What the task asks: Copy the data exactly, line for line.

----

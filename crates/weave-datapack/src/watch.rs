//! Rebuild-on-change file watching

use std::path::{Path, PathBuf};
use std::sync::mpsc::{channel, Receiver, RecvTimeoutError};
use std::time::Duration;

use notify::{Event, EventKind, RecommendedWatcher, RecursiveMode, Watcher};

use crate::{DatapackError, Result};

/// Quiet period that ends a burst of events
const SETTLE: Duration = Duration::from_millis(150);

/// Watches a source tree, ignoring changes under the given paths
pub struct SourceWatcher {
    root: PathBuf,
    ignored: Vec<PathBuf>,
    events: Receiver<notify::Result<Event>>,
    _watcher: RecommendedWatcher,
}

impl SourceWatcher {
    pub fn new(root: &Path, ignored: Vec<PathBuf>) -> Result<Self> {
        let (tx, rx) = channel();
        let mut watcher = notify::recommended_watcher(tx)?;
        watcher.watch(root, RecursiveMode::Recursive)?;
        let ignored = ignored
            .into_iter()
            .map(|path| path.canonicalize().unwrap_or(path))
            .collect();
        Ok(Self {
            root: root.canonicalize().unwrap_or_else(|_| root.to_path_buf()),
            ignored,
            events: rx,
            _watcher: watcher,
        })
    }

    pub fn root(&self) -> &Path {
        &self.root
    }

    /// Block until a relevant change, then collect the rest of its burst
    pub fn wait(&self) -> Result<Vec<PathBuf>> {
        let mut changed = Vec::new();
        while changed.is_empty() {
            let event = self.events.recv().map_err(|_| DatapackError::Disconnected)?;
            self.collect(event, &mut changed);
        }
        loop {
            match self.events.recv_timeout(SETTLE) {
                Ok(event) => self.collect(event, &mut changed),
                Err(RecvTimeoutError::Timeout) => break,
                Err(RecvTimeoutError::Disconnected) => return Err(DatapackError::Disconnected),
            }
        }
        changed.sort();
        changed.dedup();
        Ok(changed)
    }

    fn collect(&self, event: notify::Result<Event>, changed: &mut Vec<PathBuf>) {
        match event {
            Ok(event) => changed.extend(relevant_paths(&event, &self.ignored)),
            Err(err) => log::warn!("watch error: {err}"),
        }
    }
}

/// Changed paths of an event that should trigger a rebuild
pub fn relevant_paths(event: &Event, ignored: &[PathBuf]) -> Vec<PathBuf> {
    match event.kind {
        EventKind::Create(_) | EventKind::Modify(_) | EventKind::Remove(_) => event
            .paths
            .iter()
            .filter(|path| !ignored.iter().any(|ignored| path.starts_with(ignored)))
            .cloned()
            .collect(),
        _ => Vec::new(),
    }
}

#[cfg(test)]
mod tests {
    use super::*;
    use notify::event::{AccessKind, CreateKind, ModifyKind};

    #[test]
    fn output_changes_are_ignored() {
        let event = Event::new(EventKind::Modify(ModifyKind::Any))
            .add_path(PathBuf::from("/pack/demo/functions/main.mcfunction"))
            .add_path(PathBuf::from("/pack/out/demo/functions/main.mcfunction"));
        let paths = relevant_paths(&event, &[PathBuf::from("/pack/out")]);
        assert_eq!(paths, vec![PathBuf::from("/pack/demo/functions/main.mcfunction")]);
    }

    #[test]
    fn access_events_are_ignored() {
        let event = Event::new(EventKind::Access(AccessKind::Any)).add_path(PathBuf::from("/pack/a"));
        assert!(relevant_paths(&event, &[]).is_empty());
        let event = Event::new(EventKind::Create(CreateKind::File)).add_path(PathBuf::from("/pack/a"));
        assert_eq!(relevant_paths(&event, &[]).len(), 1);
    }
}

----

Response to this exercise:
filename crates/weave-datapack/src/watch.rs
//! Rebuild-on-change file watching

use std::path::{Path, PathBuf};
use std::sync::mpsc::{channel, Receiver, RecvTimeoutError};
use std::time::Duration;

use notify::{Event, EventKind, RecommendedWatcher, RecursiveMode, Watcher};

use crate::{DatapackError, Result};

/// Quiet period that ends a burst of events
const SETTLE: Duration = Duration::from_millis(150);

/// Watches a source tree, ignoring changes under the given paths
pub struct SourceWatcher {
    root: PathBuf,
    ignored: Vec<PathBuf>,
    events: Receiver<notify::Result<Event>>,
    _watcher: RecommendedWatcher,
}

impl SourceWatcher {
    pub fn new(root: &Path, ignored: Vec<PathBuf>) -> Result<Self> {
        let (tx, rx) = channel();
        let mut watcher = notify::recommended_watcher(tx)?;
        watcher.watch(root, RecursiveMode::Recursive)?;
        let ignored = ignored
            .into_iter()
            .map(|path| path.canonicalize().unwrap_or(path))
            .collect();
        Ok(Self {
            root: root.canonicalize().unwrap_or_else(|_| root.to_path_buf()),
            ignored,
            events: rx,
            _watcher: watcher,
        })
    }

    pub fn root(&self) -> &Path {
        &self.root
    }

    /// Block until a relevant change, then collect the rest of its burst
    pub fn wait(&self) -> Result<Vec<PathBuf>> {
        let mut changed = Vec::new();
        while changed.is_empty() {
            let event = self.events.recv().map_err(|_| DatapackError::Disconnected)?;
            self.collect(event, &mut changed);
        }
        loop {
            match self.events.recv_timeout(SETTLE) {
                Ok(event) => self.collect(event, &mut changed),
                Err(RecvTimeoutError::Timeout) => break,
                Err(RecvTimeoutError::Disconnected) => return Err(DatapackError::Disconnected),
            }
        }
        changed.sort();
        changed.dedup();
        Ok(changed)
    }

    fn collect(&self, event: notify::Result<Event>, changed: &mut Vec<PathBuf>) {
        match event {
            Ok(event) => changed.extend(relevant_paths(&event, &self.ignored)),
            Err(err) => log::warn!("watch error: {err}"),
        }
    }
}

/// Changed paths of an event that should trigger a rebuild
pub fn relevant_paths(event: &Event, ignored: &[PathBuf]) -> Vec<PathBuf> {
    match event.kind {
        EventKind::Create(_) | EventKind::Modify(_) | EventKind::Remove(_) => event
            .paths
            .iter()
            .filter(|path| !ignored.iter().any(|ignored| path.starts_with(ignored)))
            .cloned()
            .collect(),
        _ => Vec::new(),
    }
}

#[cfg(test)]
mod tests {
    use super::*;
    use notify::event::{AccessKind, CreateKind, ModifyKind};

    #[test]
    fn output_changes_are_ignored() {
        let event = Event::new(EventKind::Modify(ModifyKind::Any))
            .add_path(PathBuf::from("/pack/demo/functions/main.mcfunction"))
            .add_path(PathBuf::from("/pack/out/demo/functions/main.mcfunction"));
        let paths = relevant_paths(&event, &[PathBuf::from("/pack/out")]);
        assert_eq!(paths, vec![PathBuf::from("/pack/demo/functions/main.mcfunction")]);
    }

    #[test]
    fn access_events_are_ignored() {
        let event = Event::new(EventKind::Access(AccessKind::Any)).add_path(PathBuf::from("/pack/a"));
        assert!(relevant_paths(&event, &[]).is_empty());
        let event = Event::new(EventKind::Create(CreateKind::File)).add_path(PathBuf::from("/pack/a"));
        assert_eq!(relevant_paths(&event, &[]).len(), 1);
    }
}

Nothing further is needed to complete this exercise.